» Work instructions:
The output should consist solely of the lines running from the one that contains "to a destination" through the end of the records below, copied exactly.

» Materials provided:
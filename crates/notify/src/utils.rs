// Copyright 2024 RustFS Team
//
// Licensed under the Apache License, Version 2.0 (the "License");
// you may not use this file except in compliance with the License.
// You may obtain a copy of the License at
//
//     http://www.apache.org/licenses/LICENSE-2.0
//
// Unless required by applicable law or agreed to in writing, software
// distributed under the License is distributed on an "AS IS" BASIS,
// WITHOUT WARRANTIES OR CONDITIONS OF ANY KIND, either express or implied.
// See the License for the specific language governing permissions and
// limitations under the License.

use chrono::{DateTime, Utc};
use serde::Serializer;
use uuid::Uuid;

/// Eight hex characters of a random UUID, used for ids S3 generates itself.
pub fn short_uid() -> String {
    let mut id = Uuid::new_v4().simple().to_string();
    id.truncate(8);
    id
}

/// Formats a timestamp as `YYYY-MM-DDTHH:MM:SS.mmmZ`.
pub fn timestamp_millis(time: &DateTime<Utc>) -> String {
    time.format("%Y-%m-%dT%H:%M:%S%.3fZ").to_string()
}

pub(crate) fn serialize_timestamp_millis<S>(time: &DateTime<Utc>, serializer: S) -> Result<S::Ok, S::Error>
where
    S: Serializer,
{
    serializer.serialize_str(&timestamp_millis(time))
}

#[cfg(test)]
mod tests {
    use super::*;
    use chrono::TimeZone;

    #[test]
    fn test_short_uid() {
        let id = short_uid();
        assert_eq!(id.len(), 8);
        assert!(id.chars().all(|c| c.is_ascii_hexdigit()));
        assert_ne!(short_uid(), short_uid());
    }

    #[test]
    fn test_timestamp_millis() {
        let time = Utc.with_ymd_and_hms(2024, 3, 5, 7, 8, 9).unwrap() + chrono::Duration::microseconds(123_456);
        assert_eq!(timestamp_millis(&time), "2024-03-05T07:08:09.123Z");

        let time = Utc.with_ymd_and_hms(2024, 3, 5, 7, 8, 9).unwrap();
        assert_eq!(timestamp_millis(&time), "2024-03-05T07:08:09.000Z");
    }
}
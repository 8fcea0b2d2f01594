// Copyright 2024 RustFS Team
//
// Licensed under the Apache License, Version 2.0 (the "License");
// you may not use this file except in compliance with the License.
// You may obtain a copy of the License at
//
//     http://www.apache.org/licenses/LICENSE-2.0
//
// Unless required by applicable law or agreed to in writing, software
// distributed under the License is distributed on an "AS IS" BASIS,
// WITHOUT WARRANTIES OR CONDITIONS OF ANY KIND, either express or implied.
// See the License for the specific language governing permissions and
// limitations under the License.

use crate::arn::Arn;
use crate::error::TargetError;
use async_trait::async_trait;
use chrono::{DateTime, Utc};
use s3notify_config::notify::{
    EVENTBRIDGE_CONFIGURATION, LAMBDA_FUNCTION_ARN, LAMBDA_FUNCTION_CONFIGURATIONS, QUEUE_ARN, QUEUE_CONFIGURATIONS,
    SERVICE_EVENTS, SERVICE_LAMBDA, SERVICE_SNS, SERVICE_SQS, TOPIC_ARN, TOPIC_CONFIGURATIONS,
};
use serde::{Deserialize, Serialize};
use std::collections::BTreeMap;
use std::fmt;

pub mod memory;
pub mod webhook;

/// The `DestinationKind` enum represents the families of destinations a bucket
/// notification can be delivered to.
///
/// It includes:
/// - `Queue`: a message queue (`sqs`), configured under `QueueConfigurations`.
/// - `Topic`: a pub/sub topic (`sns`), configured under `TopicConfigurations`.
/// - `Function`: a function invocation (`lambda`), configured under `LambdaFunctionConfigurations`.
/// - `EventBus`: the default event bus (`events`), enabled by `EventBridgeConfiguration`.
///
/// example usage:
/// ```rust
/// use s3notify_targets::target::DestinationKind;
///
/// let kind = DestinationKind::from_configuration_key("QueueConfigurations").unwrap();
/// assert_eq!(kind, DestinationKind::Queue);
/// assert_eq!(kind.service_name(), "sqs");
/// assert_eq!(kind.arn_argument_name(), Some("QueueArn"));
/// ```
#[derive(Debug, Clone, Copy, PartialEq, Eq, Hash, PartialOrd, Ord, Serialize, Deserialize)]
#[serde(rename_all = "lowercase")]
pub enum DestinationKind {
    Queue,
    Topic,
    Function,
    EventBus,
}

impl DestinationKind {
    /// All kinds, in configuration walking order.
    pub const ALL: [DestinationKind; 4] = [
        DestinationKind::Queue,
        DestinationKind::Topic,
        DestinationKind::Function,
        DestinationKind::EventBus,
    ];

    /// Name of the backing service, also the service segment of a destination ARN.
    pub fn service_name(&self) -> &'static str {
        match self {
            DestinationKind::Queue => SERVICE_SQS,
            DestinationKind::Topic => SERVICE_SNS,
            DestinationKind::Function => SERVICE_LAMBDA,
            DestinationKind::EventBus => SERVICE_EVENTS,
        }
    }

    /// Key of this kind in a bucket notification configuration.
    pub fn configuration_key(&self) -> &'static str {
        match self {
            DestinationKind::Queue => QUEUE_CONFIGURATIONS,
            DestinationKind::Topic => TOPIC_CONFIGURATIONS,
            DestinationKind::Function => LAMBDA_FUNCTION_CONFIGURATIONS,
            DestinationKind::EventBus => EVENTBRIDGE_CONFIGURATION,
        }
    }

    /// Name of the destination ARN member. The event bus has no destination ARN.
    pub fn arn_argument_name(&self) -> Option<&'static str> {
        match self {
            DestinationKind::Queue => Some(QUEUE_ARN),
            DestinationKind::Topic => Some(TOPIC_ARN),
            DestinationKind::Function => Some(LAMBDA_FUNCTION_ARN),
            DestinationKind::EventBus => None,
        }
    }

    pub fn from_configuration_key(key: &str) -> Option<Self> {
        Self::ALL.into_iter().find(|kind| kind.configuration_key() == key)
    }
}

impl fmt::Display for DestinationKind {
    fn fmt(&self, f: &mut fmt::Formatter<'_>) -> fmt::Result {
        f.write_str(self.service_name())
    }
}

/// Who is sending: attached to every call so the destination can check its
/// resource policy against the bucket.
#[derive(Debug, Clone, PartialEq, Eq, Serialize, Deserialize)]
pub struct RequestMetadata {
    pub source_arn: String,
    pub service_principal: String,
}

#[derive(Debug, Clone, Copy, PartialEq, Eq, Serialize, Deserialize)]
pub enum InvocationType {
    Event,
    /// Only checks that the caller is allowed to invoke the function
    DryRun,
}

/// One event-bus entry, the shape of a `PutEvents` request entry.
#[derive(Debug, Clone, PartialEq, Serialize, Deserialize)]
#[serde(rename_all = "PascalCase")]
pub struct PutEventsEntry {
    pub source: String,
    pub resources: Vec<String>,
    pub detail_type: String,
    /// JSON document, already serialized
    pub detail: String,
    pub time: DateTime<Utc>,
    #[serde(skip_serializing_if = "Option::is_none")]
    pub trace_header: Option<String>,
}

/// A wire-ready message for one destination.
#[derive(Debug, Clone, PartialEq, Serialize, Deserialize)]
#[serde(tag = "kind", rename_all = "lowercase")]
pub enum OutboundMessage {
    Queue {
        queue_arn: String,
        message_body: String,
        #[serde(default, skip_serializing_if = "BTreeMap::is_empty")]
        message_system_attributes: BTreeMap<String, String>,
    },
    Topic {
        topic_arn: String,
        message: String,
        subject: String,
    },
    Function {
        function_arn: String,
        invocation_type: InvocationType,
        #[serde(skip_serializing_if = "Option::is_none")]
        payload: Option<String>,
    },
    EventBus {
        account_id: String,
        region: String,
        entries: Vec<PutEventsEntry>,
    },
}

impl OutboundMessage {
    pub fn kind(&self) -> DestinationKind {
        match self {
            OutboundMessage::Queue { .. } => DestinationKind::Queue,
            OutboundMessage::Topic { .. } => DestinationKind::Topic,
            OutboundMessage::Function { .. } => DestinationKind::Function,
            OutboundMessage::EventBus { .. } => DestinationKind::EventBus,
        }
    }

    /// Identifies where the message goes: the destination ARN, or
    /// `{account_id}:{region}` for the event bus.
    pub fn destination(&self) -> String {
        match self {
            OutboundMessage::Queue { queue_arn, .. } => queue_arn.clone(),
            OutboundMessage::Topic { topic_arn, .. } => topic_arn.clone(),
            OutboundMessage::Function { function_arn, .. } => function_arn.clone(),
            OutboundMessage::EventBus { account_id, region, .. } => format!("{account_id}:{region}"),
        }
    }
}

/// A message together with the sender metadata.
#[derive(Debug, Clone, PartialEq, Serialize, Deserialize)]
pub struct DeliveryRequest {
    #[serde(skip_serializing_if = "Option::is_none")]
    pub metadata: Option<RequestMetadata>,
    pub message: OutboundMessage,
}

impl DeliveryRequest {
    pub fn new(message: OutboundMessage) -> Self {
        Self { metadata: None, message }
    }

    pub fn with_metadata(mut self, metadata: RequestMetadata) -> Self {
        self.metadata = Some(metadata);
        self
    }
}

/// Trait for the clients that actually move a message to a destination
#[async_trait]
pub trait DestinationTransport: Send + Sync + 'static {
    /// Returns the name of the transport, used in logs
    fn name(&self) -> &str;

    /// Checks that the destination exists. No permission is required for this call.
    async fn lookup(&self, kind: DestinationKind, arn: &Arn) -> Result<(), TargetError>;

    /// Hands a message to the destination.
    async fn send(&self, request: DeliveryRequest) -> Result<(), TargetError>;
}
// Copyright 2024 RustFS Team
//
// Licensed under the Apache License, Version 2.0 (the "License");
// you may not use this file except in compliance with the License.
// You may obtain a copy of the License at
//
//     http://www.apache.org/licenses/LICENSE-2.0
//
// Unless required by applicable law or agreed to in writing, software
// distributed under the License is distributed on an "AS IS" BASIS,
// WITHOUT WARRANTIES OR CONDITIONS OF ANY KIND, either express or implied.
// See the License for the specific language governing permissions and
// limitations under the License.

use s3notify_config::NotifyConfig;

/// Answers whether a destination service may be used.
///
/// Disabled services are skipped with a warning, never reported as errors.
pub trait ServiceAvailability: Send + Sync {
    fn is_service_enabled(&self, service: &str) -> bool;
}

/// Every service is enabled.
#[derive(Debug, Clone, Copy, Default)]
pub struct AllServices;

impl ServiceAvailability for AllServices {
    fn is_service_enabled(&self, _service: &str) -> bool {
        true
    }
}

impl ServiceAvailability for NotifyConfig {
    fn is_service_enabled(&self, service: &str) -> bool {
        NotifyConfig::is_service_enabled(self, service)
    }
}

» Solution:
/// Trait for the clients that actually move a message to a destination
#[async_trait]
pub trait DestinationTransport: Send + Sync + 'static {
    /// Returns the name of the transport, used in logs
    fn name(&self) -> &str;

    /// Checks that the destination exists. No permission is required for this call.
    async fn lookup(&self, kind: DestinationKind, arn: &Arn) -> Result<(), TargetError>;

    /// Hands a message to the destination.
    async fn send(&self, request: DeliveryRequest) -> Result<(), TargetError>;
}
// Copyright 2024 RustFS Team
//
// Licensed under the Apache License, Version 2.0 (the "License");
// you may not use this file except in compliance with the License.
// You may obtain a copy of the License at
//
//     http://www.apache.org/licenses/LICENSE-2.0
//
// Unless required by applicable law or agreed to in writing, software
// distributed under the License is distributed on an "AS IS" BASIS,
// WITHOUT WARRANTIES OR CONDITIONS OF ANY KIND, either express or implied.
// See the License for the specific language governing permissions and
// limitations under the License.

use s3notify_config::NotifyConfig;

/// Answers whether a destination service may be used.
///
/// Disabled services are skipped with a warning, never reported as errors.
pub trait ServiceAvailability: Send + Sync {
    fn is_service_enabled(&self, service: &str) -> bool;
}

/// Every service is enabled.
#[derive(Debug, Clone, Copy, Default)]
pub struct AllServices;

impl ServiceAvailability for AllServices {
    fn is_service_enabled(&self, _service: &str) -> bool {
        true
    }
}

impl ServiceAvailability for NotifyConfig {
    fn is_service_enabled(&self, service: &str) -> bool {
        NotifyConfig::is_service_enabled(self, service)
    }
}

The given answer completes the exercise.